→ What you are asked to do
For the material that follows, tally the lines holding "extend" and give the total alone.

→ Entries shown

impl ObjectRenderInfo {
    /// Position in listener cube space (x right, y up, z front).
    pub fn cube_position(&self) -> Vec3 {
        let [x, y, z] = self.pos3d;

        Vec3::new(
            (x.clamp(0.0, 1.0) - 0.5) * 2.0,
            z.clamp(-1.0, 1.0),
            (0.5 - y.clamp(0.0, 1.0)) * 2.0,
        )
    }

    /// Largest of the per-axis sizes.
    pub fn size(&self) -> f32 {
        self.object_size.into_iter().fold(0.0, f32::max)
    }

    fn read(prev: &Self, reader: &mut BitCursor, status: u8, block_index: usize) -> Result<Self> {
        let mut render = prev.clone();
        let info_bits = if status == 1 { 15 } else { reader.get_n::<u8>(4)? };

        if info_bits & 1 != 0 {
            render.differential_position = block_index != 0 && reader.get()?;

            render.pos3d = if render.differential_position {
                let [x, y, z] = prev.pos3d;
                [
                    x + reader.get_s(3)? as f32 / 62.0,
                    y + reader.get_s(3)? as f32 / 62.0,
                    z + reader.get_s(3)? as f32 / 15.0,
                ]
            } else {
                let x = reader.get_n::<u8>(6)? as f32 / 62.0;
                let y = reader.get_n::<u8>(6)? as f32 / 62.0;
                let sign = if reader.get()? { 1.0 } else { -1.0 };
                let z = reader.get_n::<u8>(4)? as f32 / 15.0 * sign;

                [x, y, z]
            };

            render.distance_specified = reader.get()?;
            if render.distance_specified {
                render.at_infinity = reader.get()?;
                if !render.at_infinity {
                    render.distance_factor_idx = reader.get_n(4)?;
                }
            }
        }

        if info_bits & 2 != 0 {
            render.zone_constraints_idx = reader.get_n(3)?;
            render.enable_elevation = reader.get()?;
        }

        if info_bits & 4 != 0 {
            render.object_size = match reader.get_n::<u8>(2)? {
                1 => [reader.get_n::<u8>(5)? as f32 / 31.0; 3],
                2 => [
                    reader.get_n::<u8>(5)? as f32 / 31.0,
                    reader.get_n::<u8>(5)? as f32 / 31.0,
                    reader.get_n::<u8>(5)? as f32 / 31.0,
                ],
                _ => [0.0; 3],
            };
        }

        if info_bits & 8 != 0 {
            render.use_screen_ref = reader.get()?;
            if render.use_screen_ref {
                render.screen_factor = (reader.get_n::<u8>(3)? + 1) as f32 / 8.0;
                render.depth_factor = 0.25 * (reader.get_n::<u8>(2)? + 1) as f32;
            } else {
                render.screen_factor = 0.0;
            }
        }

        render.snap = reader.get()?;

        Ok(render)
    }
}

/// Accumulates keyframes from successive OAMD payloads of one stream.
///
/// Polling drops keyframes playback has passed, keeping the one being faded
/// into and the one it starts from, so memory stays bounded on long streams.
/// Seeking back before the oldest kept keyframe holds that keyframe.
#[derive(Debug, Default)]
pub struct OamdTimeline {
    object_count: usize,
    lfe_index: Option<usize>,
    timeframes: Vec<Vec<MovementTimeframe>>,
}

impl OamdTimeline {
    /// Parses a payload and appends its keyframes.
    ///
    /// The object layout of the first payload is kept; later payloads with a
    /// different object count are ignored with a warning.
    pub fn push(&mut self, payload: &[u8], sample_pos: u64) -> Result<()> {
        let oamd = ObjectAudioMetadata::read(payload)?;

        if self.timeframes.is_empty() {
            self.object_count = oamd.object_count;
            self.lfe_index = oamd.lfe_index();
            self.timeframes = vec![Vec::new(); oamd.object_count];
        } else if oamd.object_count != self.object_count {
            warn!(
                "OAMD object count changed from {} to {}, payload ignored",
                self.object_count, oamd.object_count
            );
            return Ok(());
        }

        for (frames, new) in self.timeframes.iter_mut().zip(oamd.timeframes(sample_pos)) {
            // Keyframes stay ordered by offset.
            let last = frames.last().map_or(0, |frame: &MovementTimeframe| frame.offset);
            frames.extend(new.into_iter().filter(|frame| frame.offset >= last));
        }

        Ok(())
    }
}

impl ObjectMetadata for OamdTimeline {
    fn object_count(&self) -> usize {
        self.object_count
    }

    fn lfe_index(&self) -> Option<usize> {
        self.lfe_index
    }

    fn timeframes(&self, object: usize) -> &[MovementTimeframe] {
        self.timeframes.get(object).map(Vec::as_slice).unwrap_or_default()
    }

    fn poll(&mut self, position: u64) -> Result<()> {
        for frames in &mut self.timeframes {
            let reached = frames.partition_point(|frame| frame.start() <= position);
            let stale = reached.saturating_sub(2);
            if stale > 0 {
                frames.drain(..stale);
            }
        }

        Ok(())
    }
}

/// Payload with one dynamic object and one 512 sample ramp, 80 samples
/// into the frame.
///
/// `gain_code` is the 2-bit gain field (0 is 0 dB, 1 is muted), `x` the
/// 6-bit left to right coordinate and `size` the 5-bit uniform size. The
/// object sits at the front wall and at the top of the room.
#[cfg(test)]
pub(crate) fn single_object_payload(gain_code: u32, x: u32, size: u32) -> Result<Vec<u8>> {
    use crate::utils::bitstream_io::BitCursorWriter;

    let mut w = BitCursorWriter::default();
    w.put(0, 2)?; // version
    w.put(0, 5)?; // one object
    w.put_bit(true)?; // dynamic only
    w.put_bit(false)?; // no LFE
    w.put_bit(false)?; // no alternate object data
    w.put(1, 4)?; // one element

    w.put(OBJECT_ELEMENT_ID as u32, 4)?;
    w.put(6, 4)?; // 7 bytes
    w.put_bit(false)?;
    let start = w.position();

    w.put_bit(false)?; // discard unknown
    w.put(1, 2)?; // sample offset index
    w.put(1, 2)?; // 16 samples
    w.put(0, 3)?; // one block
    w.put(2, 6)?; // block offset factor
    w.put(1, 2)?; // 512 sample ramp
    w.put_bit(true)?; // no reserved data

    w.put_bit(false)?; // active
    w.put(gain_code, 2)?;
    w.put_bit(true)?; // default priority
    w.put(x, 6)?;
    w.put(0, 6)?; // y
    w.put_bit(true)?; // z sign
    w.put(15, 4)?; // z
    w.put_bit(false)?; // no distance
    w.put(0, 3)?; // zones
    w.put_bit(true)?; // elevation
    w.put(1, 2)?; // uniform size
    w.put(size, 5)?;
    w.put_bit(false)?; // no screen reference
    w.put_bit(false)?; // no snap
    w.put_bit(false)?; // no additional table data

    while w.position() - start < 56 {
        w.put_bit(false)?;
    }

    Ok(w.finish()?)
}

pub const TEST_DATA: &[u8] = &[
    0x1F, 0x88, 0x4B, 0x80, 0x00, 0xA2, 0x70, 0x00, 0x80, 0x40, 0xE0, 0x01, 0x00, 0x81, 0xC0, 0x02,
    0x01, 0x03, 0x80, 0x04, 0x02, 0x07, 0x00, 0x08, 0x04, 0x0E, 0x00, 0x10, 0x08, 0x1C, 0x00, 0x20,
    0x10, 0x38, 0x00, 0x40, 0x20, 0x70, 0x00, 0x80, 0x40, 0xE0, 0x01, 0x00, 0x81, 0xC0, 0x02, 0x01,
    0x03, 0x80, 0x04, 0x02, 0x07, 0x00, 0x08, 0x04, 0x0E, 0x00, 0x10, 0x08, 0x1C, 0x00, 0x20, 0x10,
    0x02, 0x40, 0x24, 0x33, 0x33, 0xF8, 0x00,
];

==

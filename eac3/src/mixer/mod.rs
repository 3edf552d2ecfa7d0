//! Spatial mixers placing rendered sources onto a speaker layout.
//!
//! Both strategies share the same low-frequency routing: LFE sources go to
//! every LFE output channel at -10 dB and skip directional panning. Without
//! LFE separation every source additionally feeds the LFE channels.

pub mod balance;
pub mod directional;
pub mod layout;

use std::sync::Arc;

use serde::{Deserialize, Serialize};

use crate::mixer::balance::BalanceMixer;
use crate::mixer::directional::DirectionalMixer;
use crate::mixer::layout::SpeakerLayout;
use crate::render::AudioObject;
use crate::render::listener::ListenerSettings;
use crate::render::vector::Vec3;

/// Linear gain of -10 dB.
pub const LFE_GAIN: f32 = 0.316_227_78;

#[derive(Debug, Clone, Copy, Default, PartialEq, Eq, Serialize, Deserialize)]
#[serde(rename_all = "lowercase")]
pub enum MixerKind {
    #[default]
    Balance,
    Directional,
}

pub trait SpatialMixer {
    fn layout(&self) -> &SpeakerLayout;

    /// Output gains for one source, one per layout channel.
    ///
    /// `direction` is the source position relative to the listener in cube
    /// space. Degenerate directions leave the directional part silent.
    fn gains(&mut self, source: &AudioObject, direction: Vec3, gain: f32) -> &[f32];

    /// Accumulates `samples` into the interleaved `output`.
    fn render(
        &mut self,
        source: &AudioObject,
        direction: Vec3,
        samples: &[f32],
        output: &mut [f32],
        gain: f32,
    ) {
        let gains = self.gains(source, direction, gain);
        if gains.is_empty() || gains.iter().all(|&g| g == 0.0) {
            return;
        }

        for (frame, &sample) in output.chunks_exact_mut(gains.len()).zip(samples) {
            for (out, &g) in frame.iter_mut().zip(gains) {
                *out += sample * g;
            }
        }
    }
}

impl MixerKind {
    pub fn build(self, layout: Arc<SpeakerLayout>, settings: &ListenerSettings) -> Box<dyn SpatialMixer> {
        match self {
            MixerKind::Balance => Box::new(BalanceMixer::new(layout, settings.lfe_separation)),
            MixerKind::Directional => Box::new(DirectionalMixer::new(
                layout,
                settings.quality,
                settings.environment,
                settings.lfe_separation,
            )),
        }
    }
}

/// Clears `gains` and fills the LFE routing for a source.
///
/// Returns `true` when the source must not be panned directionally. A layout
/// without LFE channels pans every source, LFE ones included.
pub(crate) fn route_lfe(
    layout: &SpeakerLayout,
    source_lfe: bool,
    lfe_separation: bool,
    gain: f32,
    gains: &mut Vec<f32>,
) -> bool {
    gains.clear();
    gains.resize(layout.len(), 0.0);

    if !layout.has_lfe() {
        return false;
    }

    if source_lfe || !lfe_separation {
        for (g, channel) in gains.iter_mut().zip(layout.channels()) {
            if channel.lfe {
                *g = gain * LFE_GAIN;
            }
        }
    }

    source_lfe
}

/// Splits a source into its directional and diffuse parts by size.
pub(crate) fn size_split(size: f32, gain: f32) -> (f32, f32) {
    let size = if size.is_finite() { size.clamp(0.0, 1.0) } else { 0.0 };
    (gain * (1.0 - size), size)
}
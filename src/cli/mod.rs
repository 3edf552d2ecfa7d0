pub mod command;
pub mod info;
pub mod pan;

* * *

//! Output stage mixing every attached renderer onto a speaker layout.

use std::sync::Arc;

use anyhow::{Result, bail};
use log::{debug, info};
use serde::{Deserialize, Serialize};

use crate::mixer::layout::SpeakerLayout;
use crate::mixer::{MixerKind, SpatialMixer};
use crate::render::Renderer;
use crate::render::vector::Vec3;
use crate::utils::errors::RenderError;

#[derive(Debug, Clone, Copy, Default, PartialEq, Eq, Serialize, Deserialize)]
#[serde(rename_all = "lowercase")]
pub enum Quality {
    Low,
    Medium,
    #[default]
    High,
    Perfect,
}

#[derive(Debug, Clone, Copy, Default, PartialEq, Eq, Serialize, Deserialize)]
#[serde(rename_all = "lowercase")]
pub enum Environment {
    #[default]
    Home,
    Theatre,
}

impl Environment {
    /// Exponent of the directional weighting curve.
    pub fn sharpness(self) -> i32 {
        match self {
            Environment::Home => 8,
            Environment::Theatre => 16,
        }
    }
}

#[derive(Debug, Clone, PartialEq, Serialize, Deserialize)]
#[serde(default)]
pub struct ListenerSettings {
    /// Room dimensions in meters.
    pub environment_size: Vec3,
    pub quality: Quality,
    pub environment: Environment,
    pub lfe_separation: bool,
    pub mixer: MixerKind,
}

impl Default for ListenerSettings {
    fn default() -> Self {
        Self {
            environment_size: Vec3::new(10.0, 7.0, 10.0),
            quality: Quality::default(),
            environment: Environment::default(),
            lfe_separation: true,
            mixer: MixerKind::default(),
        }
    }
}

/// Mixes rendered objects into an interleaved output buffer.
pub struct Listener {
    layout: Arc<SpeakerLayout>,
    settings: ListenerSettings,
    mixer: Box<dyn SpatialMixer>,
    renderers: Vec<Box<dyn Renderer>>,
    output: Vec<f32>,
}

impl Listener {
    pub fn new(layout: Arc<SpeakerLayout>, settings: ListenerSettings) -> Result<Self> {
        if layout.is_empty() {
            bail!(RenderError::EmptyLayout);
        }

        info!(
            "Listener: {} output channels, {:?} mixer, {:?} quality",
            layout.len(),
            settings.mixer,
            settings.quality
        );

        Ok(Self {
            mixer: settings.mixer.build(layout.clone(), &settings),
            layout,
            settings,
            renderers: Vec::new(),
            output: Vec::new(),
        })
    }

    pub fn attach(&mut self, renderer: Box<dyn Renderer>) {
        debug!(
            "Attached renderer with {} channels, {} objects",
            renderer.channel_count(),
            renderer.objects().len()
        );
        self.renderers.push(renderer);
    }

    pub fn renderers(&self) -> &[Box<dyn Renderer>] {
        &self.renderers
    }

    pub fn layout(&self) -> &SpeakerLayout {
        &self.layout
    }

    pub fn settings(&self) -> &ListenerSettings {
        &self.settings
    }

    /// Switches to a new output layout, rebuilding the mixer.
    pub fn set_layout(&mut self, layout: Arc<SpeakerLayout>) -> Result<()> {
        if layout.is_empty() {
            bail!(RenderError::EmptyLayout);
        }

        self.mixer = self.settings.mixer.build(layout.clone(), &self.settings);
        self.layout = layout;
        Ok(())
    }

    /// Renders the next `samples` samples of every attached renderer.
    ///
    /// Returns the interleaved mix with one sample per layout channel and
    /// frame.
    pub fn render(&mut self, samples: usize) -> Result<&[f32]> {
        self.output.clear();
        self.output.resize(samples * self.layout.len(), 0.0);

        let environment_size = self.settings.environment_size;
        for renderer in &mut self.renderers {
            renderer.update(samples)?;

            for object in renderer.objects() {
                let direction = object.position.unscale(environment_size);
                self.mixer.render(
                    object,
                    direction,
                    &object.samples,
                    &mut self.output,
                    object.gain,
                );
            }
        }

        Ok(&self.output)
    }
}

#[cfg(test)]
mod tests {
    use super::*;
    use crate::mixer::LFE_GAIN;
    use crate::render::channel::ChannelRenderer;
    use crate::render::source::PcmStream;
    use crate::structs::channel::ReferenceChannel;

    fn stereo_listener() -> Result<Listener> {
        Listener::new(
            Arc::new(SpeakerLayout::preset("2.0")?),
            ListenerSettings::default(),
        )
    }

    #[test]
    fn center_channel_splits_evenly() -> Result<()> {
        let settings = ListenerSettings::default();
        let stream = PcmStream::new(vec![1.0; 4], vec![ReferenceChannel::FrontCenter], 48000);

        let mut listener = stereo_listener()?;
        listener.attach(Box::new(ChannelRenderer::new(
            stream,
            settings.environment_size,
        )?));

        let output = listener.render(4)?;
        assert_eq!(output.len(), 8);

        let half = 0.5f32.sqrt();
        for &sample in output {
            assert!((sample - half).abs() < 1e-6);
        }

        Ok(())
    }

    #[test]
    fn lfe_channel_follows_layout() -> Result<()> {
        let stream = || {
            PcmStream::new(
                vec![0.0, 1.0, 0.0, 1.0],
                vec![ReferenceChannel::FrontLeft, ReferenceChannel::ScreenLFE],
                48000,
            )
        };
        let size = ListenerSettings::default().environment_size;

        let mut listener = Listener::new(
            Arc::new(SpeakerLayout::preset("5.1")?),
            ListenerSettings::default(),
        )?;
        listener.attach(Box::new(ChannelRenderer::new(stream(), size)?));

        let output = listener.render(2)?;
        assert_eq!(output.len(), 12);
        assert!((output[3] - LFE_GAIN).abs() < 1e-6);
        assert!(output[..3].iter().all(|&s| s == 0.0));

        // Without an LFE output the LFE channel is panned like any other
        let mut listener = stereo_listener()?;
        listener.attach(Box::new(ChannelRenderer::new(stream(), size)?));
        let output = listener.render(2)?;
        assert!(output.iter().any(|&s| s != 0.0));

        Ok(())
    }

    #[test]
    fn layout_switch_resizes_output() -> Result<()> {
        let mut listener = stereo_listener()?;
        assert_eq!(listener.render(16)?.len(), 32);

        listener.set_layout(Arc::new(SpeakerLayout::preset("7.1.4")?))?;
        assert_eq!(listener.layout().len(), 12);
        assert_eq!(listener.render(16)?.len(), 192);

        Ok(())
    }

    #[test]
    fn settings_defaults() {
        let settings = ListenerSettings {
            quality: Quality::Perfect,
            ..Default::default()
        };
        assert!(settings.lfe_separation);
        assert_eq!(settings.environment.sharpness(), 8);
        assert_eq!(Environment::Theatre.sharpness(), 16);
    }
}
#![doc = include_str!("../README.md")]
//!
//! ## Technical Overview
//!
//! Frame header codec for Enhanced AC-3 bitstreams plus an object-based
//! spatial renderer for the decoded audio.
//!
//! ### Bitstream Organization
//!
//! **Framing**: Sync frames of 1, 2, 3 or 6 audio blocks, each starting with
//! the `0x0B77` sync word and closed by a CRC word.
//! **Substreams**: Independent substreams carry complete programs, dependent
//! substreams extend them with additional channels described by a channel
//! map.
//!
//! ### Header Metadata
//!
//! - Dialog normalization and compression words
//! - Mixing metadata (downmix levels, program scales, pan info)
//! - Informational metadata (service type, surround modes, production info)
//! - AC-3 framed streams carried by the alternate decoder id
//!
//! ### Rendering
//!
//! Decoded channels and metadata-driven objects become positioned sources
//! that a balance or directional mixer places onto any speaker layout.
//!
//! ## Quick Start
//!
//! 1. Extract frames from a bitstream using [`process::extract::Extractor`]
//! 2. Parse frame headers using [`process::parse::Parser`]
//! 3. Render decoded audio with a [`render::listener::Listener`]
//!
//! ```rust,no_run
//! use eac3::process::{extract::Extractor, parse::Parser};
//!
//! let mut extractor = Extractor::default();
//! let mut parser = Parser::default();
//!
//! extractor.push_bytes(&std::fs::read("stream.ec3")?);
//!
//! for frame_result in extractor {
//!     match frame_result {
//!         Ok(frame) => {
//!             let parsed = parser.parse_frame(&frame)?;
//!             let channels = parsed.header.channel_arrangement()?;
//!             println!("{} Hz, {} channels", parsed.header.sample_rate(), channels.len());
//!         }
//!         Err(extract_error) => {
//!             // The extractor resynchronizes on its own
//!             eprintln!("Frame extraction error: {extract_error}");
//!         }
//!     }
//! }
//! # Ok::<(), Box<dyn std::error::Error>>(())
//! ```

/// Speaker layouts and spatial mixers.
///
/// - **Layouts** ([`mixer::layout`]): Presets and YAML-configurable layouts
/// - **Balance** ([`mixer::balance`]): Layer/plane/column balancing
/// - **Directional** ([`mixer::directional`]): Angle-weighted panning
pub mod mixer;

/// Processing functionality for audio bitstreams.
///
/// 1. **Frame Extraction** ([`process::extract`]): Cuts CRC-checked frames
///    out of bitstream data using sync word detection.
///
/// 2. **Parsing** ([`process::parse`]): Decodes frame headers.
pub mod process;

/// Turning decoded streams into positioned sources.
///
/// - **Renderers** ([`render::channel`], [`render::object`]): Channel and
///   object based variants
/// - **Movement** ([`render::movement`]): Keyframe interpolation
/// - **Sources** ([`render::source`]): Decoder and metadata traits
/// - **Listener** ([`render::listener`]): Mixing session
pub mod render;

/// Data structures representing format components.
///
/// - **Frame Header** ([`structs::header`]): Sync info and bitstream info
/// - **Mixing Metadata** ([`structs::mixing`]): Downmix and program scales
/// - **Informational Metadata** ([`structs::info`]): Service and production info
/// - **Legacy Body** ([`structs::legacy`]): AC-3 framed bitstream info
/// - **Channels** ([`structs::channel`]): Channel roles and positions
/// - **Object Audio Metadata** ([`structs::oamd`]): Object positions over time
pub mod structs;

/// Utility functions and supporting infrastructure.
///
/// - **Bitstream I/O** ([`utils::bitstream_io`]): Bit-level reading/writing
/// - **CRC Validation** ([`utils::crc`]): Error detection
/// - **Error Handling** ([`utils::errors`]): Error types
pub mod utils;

→ Exercise solution
2